To be complete, the other third of this particular scale is made up of gender-neutral terms that can be applied to either a male or a female.
  • helpful
  • moody
  • conscientious
  • theatrical
  • happy
  • unpredictable
  • reliable
  • jealous
  • truthful
  • secretive
  • sincere
  • conceited
  • likable
  • solemn
  • friendly
  • inefficient
  • adaptable
  • unsystematic
  • tactful
  • conventional
Feel free to argue the inclusion of any particular word from any list to generate your own masculine/feminine/neutral scale. My point is still made, however. When it comes to behaviors and personality characteristics, we have certain expectations for each of the genders. Once an individual is identified as a male or a female, we expect them to also fit the prescribed personality typology. So what happens when someone has strong characteristics from BOTH the masculine and the feminine? Well, this is what we call androgyny.

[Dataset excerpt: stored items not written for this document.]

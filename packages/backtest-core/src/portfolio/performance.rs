//! Portfolio performance analytics.

use super::risk::{
    annualize_return, calmar_ratio, max_drawdown, period_returns, sharpe_ratio, sortino_ratio,
    value_at_risk, volatility,
};
use crate::results::ResultsRecord;
use crate::types::{ensure_aligned, ValueSeries, WeightMatrix};
use crate::{Error, Result};

const COMPONENT: &str = "MetricsEngine";

/// Default annual risk-free rate.
pub const DEFAULT_RISK_FREE_RATE: f64 = 0.02;

/// Default number of periods per year (trading days).
pub const DEFAULT_PERIODS_PER_YEAR: u32 = 252;

/// Lower-tail probability used for the reported VaR.
pub const VAR_TAIL_PROBABILITY: f64 = 0.05;

/// Computes the statistics bundle for a finished value series.
///
/// The risk-free rate and annualization factor are fixed at construction so
/// that concurrent backtests with different assumptions never interfere.
#[derive(Debug, Clone, Copy, PartialEq)]
pub struct MetricsEngine {
    risk_free_rate: f64,
    periods_per_year: u32,
}

impl Default for MetricsEngine {
    fn default() -> Self {
        Self::new(DEFAULT_RISK_FREE_RATE, DEFAULT_PERIODS_PER_YEAR)
    }
}

impl MetricsEngine {
    /// Create an engine.
    ///
    /// # Arguments
    ///
    /// * `risk_free_rate` - Annual risk-free rate (e.g., 0.02 for 2%)
    /// * `periods_per_year` - Observations per year (252 for daily data)
    pub fn new(risk_free_rate: f64, periods_per_year: u32) -> Self {
        Self {
            risk_free_rate,
            periods_per_year,
        }
    }

    pub fn risk_free_rate(&self) -> f64 {
        self.risk_free_rate
    }

    pub fn periods_per_year(&self) -> u32 {
        self.periods_per_year
    }

    /// Calculate every metric for a value series and its weights.
    ///
    /// # Arguments
    ///
    /// * `values` - Portfolio value per period
    /// * `weights` - Weight matrix on the same dates; its last row becomes the final weights
    /// * `initial_capital` - Capital the run started with
    ///
    /// # Returns
    ///
    /// The results record, or an error when there are fewer than two periods,
    /// the axes disagree, or the configuration cannot annualize.
    pub fn compute(
        &self,
        values: &ValueSeries,
        weights: &WeightMatrix,
        initial_capital: f64,
    ) -> Result<ResultsRecord> {
        if values.len() < 2 {
            return Err(Error::InsufficientHistory {
                component: COMPONENT,
                required: 2,
                available: values.len(),
            });
        }
        if self.periods_per_year == 0 {
            return Err(Error::InvalidInput(
                "periods per year must be positive to annualize".to_string(),
            ));
        }
        if !initial_capital.is_finite() || initial_capital <= 0.0 {
            return Err(Error::InvalidInput(format!(
                "initial capital must be positive, got {}",
                initial_capital
            )));
        }
        ensure_aligned(
            COMPONENT,
            values.index(),
            weights.symbols(),
            weights.index(),
            weights.symbols(),
        )?;

        let series = values.values();
        let final_value = series[series.len() - 1];
        let total_return = (final_value - initial_capital) / initial_capital;
        let annualized_return = annualize_return(total_return, series.len(), self.periods_per_year);

        let returns = period_returns(series);
        let volatility = volatility(&returns, self.periods_per_year);
        let sharpe = sharpe_ratio(&returns, self.risk_free_rate, self.periods_per_year);
        let sortino = sortino_ratio(&returns, self.risk_free_rate, self.periods_per_year);

        let max_drawdown = max_drawdown(series);
        let calmar = calmar_ratio(annualized_return, max_drawdown);
        let var_95 = value_at_risk(&returns, VAR_TAIL_PROBABILITY);

        ensure_finite(&[
            ("final_value", final_value),
            ("total_return", total_return),
            ("annualized_return", annualized_return),
            ("volatility", volatility),
            ("sharpe_ratio", sharpe),
            ("sortino_ratio", sortino),
            ("calmar_ratio", calmar),
            ("max_drawdown", max_drawdown),
            ("var_95", var_95),
        ])?;

        tracing::debug!(
            periods = series.len(),
            total_return,
            max_drawdown,
            "computed performance metrics"
        );

        Ok(ResultsRecord::new(
            final_value,
            total_return,
            annualized_return,
            volatility,
            sharpe,
            sortino,
            calmar,
            max_drawdown,
            var_95,
            weights.final_weights(),
        ))
    }
}

/// Reject any metric that overflowed; the record must survive a JSON round trip.
fn ensure_finite(metrics: &[(&str, f64)]) -> Result<()> {
    match metrics.iter().find(|(_, value)| !value.is_finite()) {
        Some((name, value)) => Err(Error::InvalidInput(format!(
            "{}: {} is not finite ({})",
            COMPONENT, name, value
        ))),
        None => Ok(()),
    }
}

#[cfg(test)]
mod tests {
    use super::*;
    use crate::types::test_support::{dates, symbols};
    use approx::assert_abs_diff_eq;

    fn hold_all(n: usize) -> WeightMatrix {
        WeightMatrix::new(dates(n), symbols(&["A", "B"]), vec![vec![0.5, 0.5]; n]).unwrap()
    }

    #[test]
    fn test_constant_values() {
        let values = ValueSeries::new(dates(30), vec![1000.0; 30]).unwrap();
        let results = MetricsEngine::default()
            .compute(&values, &hold_all(30), 1000.0)
            .unwrap();

        assert_eq!(results.total_return(), 0.0);
        assert_eq!(results.volatility(), 0.0);
        assert_eq!(results.sharpe_ratio(), 0.0);
        assert_eq!(results.sortino_ratio(), 0.0);
        assert_eq!(results.max_drawdown(), 0.0);
        assert_eq!(results.calmar_ratio(), 0.0);
        assert_eq!(results.var_95(), 0.0);
    }

    #[test]
    fn test_steady_growth_annualizes() {
        // Each of the 252 observations sits one 1% step past the previous one
        let capital = 10_000.0;
        let series: Vec<f64> = (1..=252).map(|k| capital * 1.01_f64.powi(k)).collect();
        let values = ValueSeries::new(dates(252), series).unwrap();

        let results = MetricsEngine::default()
            .compute(&values, &hold_all(252), capital)
            .unwrap();

        assert_abs_diff_eq!(
            results.annualized_return(),
            1.01_f64.powi(252) - 1.0,
            epsilon = 1e-6
        );
        assert_eq!(results.max_drawdown(), 0.0);
        assert_eq!(results.sortino_ratio(), 0.0);
        assert_eq!(results.calmar_ratio(), 0.0);
    }

    #[test]
    fn test_half_drawdown_and_recovery() {
        let values = ValueSeries::new(dates(5), vec![100.0, 80.0, 50.0, 75.0, 100.0]).unwrap();
        let results = MetricsEngine::default()
            .compute(&values, &hold_all(5), 100.0)
            .unwrap();

        assert_eq!(results.max_drawdown(), 0.5);
        assert_eq!(results.total_return(), 0.0);
        assert!(results.sortino_ratio() != 0.0);
    }

    #[test]
    fn test_final_weights_from_last_row() {
        let weights = WeightMatrix::new(
            dates(3),
            symbols(&["A", "B"]),
            vec![vec![1.0, 0.0], vec![0.5, 0.5], vec![0.0, 1.0]],
        )
        .unwrap();
        let values = ValueSeries::new(dates(3), vec![100.0, 101.0, 102.0]).unwrap();

        let results = MetricsEngine::default().compute(&values, &weights, 100.0).unwrap();
        assert_eq!(results.weights().get("A"), Some(&0.0));
        assert_eq!(results.weights().get("B"), Some(&1.0));
    }

    #[test]
    fn test_insufficient_history() {
        let values = ValueSeries::new(dates(1), vec![100.0]).unwrap();
        let result = MetricsEngine::default().compute(&values, &hold_all(1), 100.0);

        assert!(matches!(
            result,
            Err(Error::InsufficientHistory {
                required: 2,
                available: 1,
                ..
            })
        ));
    }

    #[test]
    fn test_zero_periods_per_year() {
        let values = ValueSeries::new(dates(3), vec![100.0, 101.0, 102.0]).unwrap();
        let result = MetricsEngine::new(0.02, 0).compute(&values, &hold_all(3), 100.0);
        assert!(matches!(result, Err(Error::InvalidInput(_))));
    }

    #[test]
    fn test_misaligned_weights() {
        let values = ValueSeries::new(dates(3), vec![100.0, 101.0, 102.0]).unwrap();
        let result = MetricsEngine::default().compute(&values, &hold_all(4), 100.0);
        assert!(matches!(result, Err(Error::ShapeMismatch { .. })));
    }

    #[test]
    fn test_overflowing_annualized_return_is_rejected() {
        // A 2000x move over two daily observations annualizes past f64::MAX
        let values = ValueSeries::new(dates(2), vec![100.0, 200_000.0]).unwrap();
        let result = MetricsEngine::default().compute(&values, &hold_all(2), 100.0);

        match result {
            Err(Error::InvalidInput(message)) => {
                assert!(message.contains("MetricsEngine"));
                assert!(message.contains("annualized_return"));
            }
            other => panic!("expected InvalidInput, got {:?}", other),
        }
    }

    #[test]
    fn test_total_loss_is_tolerated() {
        let values = ValueSeries::new(dates(4), vec![100.0, 50.0, 0.0, 0.0]).unwrap();
        let results = MetricsEngine::default()
            .compute(&values, &hold_all(4), 100.0)
            .unwrap();

        assert_eq!(results.total_return(), -1.0);
        assert_eq!(results.annualized_return(), -1.0);
        assert_eq!(results.max_drawdown(), 1.0);
        assert!(results.sharpe_ratio().is_finite());
        assert!(results.var_95().is_finite());
    }
}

Androgynous: having high levels of many masculine traits, along with high levels of many feminine personality traits. The androgynous individual tends to be more adaptable to the slings and arrows, the trials and tribulations that life throws around. Why? Well, the idea is that they pull from their known resources of independence and understanding in order to foster greater social support networks and a willingness to roll up the sleeves and get down to work.

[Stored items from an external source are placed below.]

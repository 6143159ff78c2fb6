//! Statistical estimators for portfolio risk and return.
//!
//! All functions are pure and sum left-to-right, so the same input always
//! yields bit-identical output.

/// Arithmetic mean. Zero for an empty slice.
pub fn mean(values: &[f64]) -> f64 {
    if values.is_empty() {
        return 0.0;
    }
    values.iter().sum::<f64>() / values.len() as f64
}

/// Sample standard deviation (n - 1 denominator).
///
/// Returns exactly 0 for fewer than two observations or when every
/// observation is identical, so degenerate series never produce NaN or a
/// rounding-noise deviation.
pub fn sample_std(values: &[f64]) -> f64 {
    if values.len() < 2 || values.iter().all(|&v| v == values[0]) {
        return 0.0;
    }

    let m = mean(values);
    let variance = values.iter().map(|v| (v - m).powi(2)).sum::<f64>() / (values.len() - 1) as f64;
    variance.sqrt()
}

/// Period-over-period returns of a value series, with a leading 0.
///
/// A period following a value of exactly zero returns 0: there is no capital
/// left to move.
pub fn period_returns(values: &[f64]) -> Vec<f64> {
    if values.is_empty() {
        return Vec::new();
    }

    let mut returns = Vec::with_capacity(values.len());
    returns.push(0.0);
    for w in values.windows(2) {
        let r = if w[0] == 0.0 { 0.0 } else { w[1] / w[0] - 1.0 };
        returns.push(r);
    }
    returns
}

/// Percentile with linear interpolation between order statistics.
///
/// The sorted sample is read at fractional rank `q * (n - 1)` and the two
/// neighbouring order statistics are interpolated linearly.
///
/// # Arguments
///
/// * `values` - Sample
/// * `q` - Quantile in `[0, 1]` (e.g. 0.05 for the 5th percentile)
pub fn percentile(values: &[f64], q: f64) -> f64 {
    if values.is_empty() {
        return 0.0;
    }

    let mut sorted = values.to_vec();
    sorted.sort_by(|a, b| a.total_cmp(b));

    let rank = q.clamp(0.0, 1.0) * (sorted.len() - 1) as f64;
    let lo = rank.floor() as usize;
    let hi = rank.ceil() as usize;
    if lo == hi {
        return sorted[lo];
    }

    let frac = rank - lo as f64;
    sorted[lo] + (sorted[hi] - sorted[lo]) * frac
}

/// Fractional decline from the running peak for each period.
///
/// Values are zero or negative, e.g. -0.25 for 25% below the peak.
pub fn drawdown_series(values: &[f64]) -> Vec<f64> {
    let mut peak = f64::NEG_INFINITY;
    values
        .iter()
        .map(|&value| {
            peak = peak.max(value);
            if peak > 0.0 {
                (value - peak) / peak
            } else {
                0.0
            }
        })
        .collect()
}

/// Maximum drawdown of a value series as a non-negative fraction.
pub fn max_drawdown(values: &[f64]) -> f64 {
    drawdown_series(values)
        .into_iter()
        .fold(0.0_f64, f64::min)
        .abs()
}

/// Annualized volatility of period returns.
pub fn volatility(returns: &[f64], periods_per_year: u32) -> f64 {
    sample_std(returns) * f64::from(periods_per_year).sqrt()
}

/// Annualize a total return earned over `periods` observations.
///
/// A total return at or below -100% annualizes to -1 (total loss).
pub fn annualize_return(total_return: f64, periods: usize, periods_per_year: u32) -> f64 {
    let years = periods as f64 / f64::from(periods_per_year);
    let growth = 1.0 + total_return;
    if growth <= 0.0 {
        return -1.0;
    }
    growth.powf(1.0 / years) - 1.0
}

/// Annualized Sharpe ratio.
///
/// # Arguments
///
/// * `returns` - Period returns
/// * `risk_free_rate` - Annual risk-free rate, de-annualized per period
/// * `periods_per_year` - Observations per year (252 for daily)
///
/// # Returns
///
/// `mean(excess) * P / (std(excess) * sqrt(P))`, or 0 when the excess
/// returns have zero deviation.
pub fn sharpe_ratio(returns: &[f64], risk_free_rate: f64, periods_per_year: u32) -> f64 {
    let ppy = f64::from(periods_per_year);
    let per_period_rf = risk_free_rate / ppy;
    let excess: Vec<f64> = returns.iter().map(|r| r - per_period_rf).collect();

    let std = sample_std(&excess);
    if std == 0.0 {
        return 0.0;
    }
    (mean(&excess) * ppy) / (std * ppy.sqrt())
}

/// Annualized Sortino ratio.
///
/// Uses the deviation of the strictly negative returns only. Returns 0 when
/// there are no negative returns or their deviation is zero.
pub fn sortino_ratio(returns: &[f64], risk_free_rate: f64, periods_per_year: u32) -> f64 {
    let ppy = f64::from(periods_per_year);
    let downside: Vec<f64> = returns.iter().filter(|&&r| r < 0.0).copied().collect();
    if downside.is_empty() {
        return 0.0;
    }

    let downside_deviation = sample_std(&downside) * ppy.sqrt();
    if downside_deviation == 0.0 {
        return 0.0;
    }
    (mean(returns) * ppy - risk_free_rate) / downside_deviation
}

/// Calmar ratio. Zero when there was no drawdown.
pub fn calmar_ratio(annualized_return: f64, max_drawdown: f64) -> f64 {
    if max_drawdown == 0.0 {
        return 0.0;
    }
    annualized_return / max_drawdown
}

/// Historical Value at Risk as a positive fraction.
///
/// # Arguments
///
/// * `returns` - Period returns
/// * `tail_probability` - Lower-tail probability (0.05 for 95% VaR)
pub fn value_at_risk(returns: &[f64], tail_probability: f64) -> f64 {
    percentile(returns, tail_probability).abs()
}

Okay, what happens if you are low on all these characteristics? In other words, what do we call your personality if you have neither masculine nor feminine traits? This is known as undifferentiated.

Undifferentiated: An individual who shows low levels of masculine traits, coupled with low levels of feminine traits. This person is usually not thought of along gender lines due to the fact that their behavior does not typically fit any expectations for either gender.

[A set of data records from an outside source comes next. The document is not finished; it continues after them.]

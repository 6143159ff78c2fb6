//! Relative Strength Index (RSI) indicator.

/// RSI from average gain and average loss.
/// No losses gives 100, no gains gives 0, no change gives 50.
#[inline]
fn rsi_value(avg_gain: f64, avg_loss: f64) -> f64 {
    if avg_loss <= 0.0 {
        if avg_gain <= 0.0 {
            50.0
        } else {
            100.0
        }
    } else if avg_gain <= 0.0 {
        0.0
    } else {
        100.0 - 100.0 / (1.0 + avg_gain / avg_loss)
    }
}

/// Calculate Relative Strength Index.
///
/// The first average is a simple mean over `period` changes; later averages
/// use Wilder's smoothing `avg = (prev * (period - 1) + current) / period`.
///
/// # Arguments
///
/// * `prices` - Price series (typically closing prices)
/// * `period` - Lookback period (typically 14)
///
/// # Returns
///
/// RSI values on a 0-100 scale; `None` until `period + 1` prices are seen.
///
/// # Example
///
/// ```rust
/// use backtest_core::indicators::rsi;
///
/// let prices = vec![44.0, 44.25, 44.5, 43.75, 44.5, 44.25, 44.5, 44.0];
/// let rsi_values = rsi(&prices, 3);
///
/// assert_eq!(rsi_values[2], None);
/// for value in rsi_values.iter().flatten() {
///     assert!((0.0..=100.0).contains(value));
/// }
/// ```
pub fn rsi(prices: &[f64], period: usize) -> Vec<Option<f64>> {
    let n = prices.len();
    let mut result = vec![None; n];

    if period == 0 || n <= period {
        return result;
    }

    let change = |i: usize| prices[i] - prices[i - 1];

    let mut avg_gain = (1..=period).map(|i| change(i).max(0.0)).sum::<f64>() / period as f64;
    let mut avg_loss = (1..=period).map(|i| (-change(i)).max(0.0)).sum::<f64>() / period as f64;
    result[period] = Some(rsi_value(avg_gain, avg_loss));

    let p = period as f64;
    for i in (period + 1)..n {
        avg_gain = (avg_gain * (p - 1.0) + change(i).max(0.0)) / p;
        avg_loss = (avg_loss * (p - 1.0) + (-change(i)).max(0.0)) / p;
        result[i] = Some(rsi_value(avg_gain, avg_loss));
    }

    result
}

#[cfg(test)]
mod tests {
    use super::*;

    #[test]
    fn test_rsi_all_gains() {
        let prices: Vec<f64> = (0..20).map(|i| 100.0 + i as f64).collect();
        let result = rsi(&prices, 14);

        assert_eq!(result[13], None);
        assert_eq!(result[14], Some(100.0));
        assert_eq!(result[19], Some(100.0));
    }

    #[test]
    fn test_rsi_all_losses() {
        let prices: Vec<f64> = (0..20).map(|i| 100.0 - i as f64).collect();
        let result = rsi(&prices, 14);
        assert_eq!(result[14], Some(0.0));
    }

    #[test]
    fn test_rsi_flat() {
        let result = rsi(&[10.0; 6], 3);
        assert_eq!(result[3], Some(50.0));
    }

    #[test]
    fn test_rsi_balanced() {
        // Alternating equal gains and losses over the first window
        let prices = vec![10.0, 11.0, 10.0, 11.0, 10.0];
        let result = rsi(&prices, 4);
        assert_eq!(result[4], Some(50.0));
    }

    #[test]
    fn test_rsi_insufficient_data() {
        assert!(rsi(&[1.0, 2.0], 14).iter().all(Option::is_none));
    }
}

Cross-gendered: an individual who shows high levels of personality characteristics from the opposite gender and low levels of personality characteristics from their own level. For example, a cross-gendered male would be male in sex, male in gender (identifies himself as male), and yet exhibit mostly feminine traits, such as being affectionate and tender and yielding, while not exhibiting very many masculine traits. In my experience, I have come across more cross-gendered females than cross-gendered males. Part of this is due to the fact that an androcentric society values male characteristics over female characteristics, so we discourage our boys from crossing over but accept our girls for doing so. After all, what parent does not want a strong and independent child with leadership potential?

Okay, does personality affect sexual orientation? Absolutely not necessarily. Remember (from my previous post), sexual orientation is a matter of who draws you romantically, emotionally, and physically/sexually. Your personality does not necessarily affect your gender identity, either. You can have a male who is feminine in his behaviors who happens to be attracted to females. He would still be heterosexual, albeit one who would often be questioned because he doesn't fit standard expectations. The same thing goes for masculine females. Not every woman who is strong and forceful is a "butch lesbian" in nature. She may simply naturally behave in a way we expect most males to behave, forgoing expected feminine behaviors, and yet be attracted to males. Androgynous is NOT synonymous with bisexuality, either. Having personality traits and exhibiting behaviors from both genders does not automatically mean that you are attracted to both genders. Sexual orientation is a separate issue from personality typology.

This may be the last I post on this subject for a while, unless I receive comments or requests to the contrary. There is still much to explore or clarify, I'm sure, but I hope this is a good start for many who may have been confused.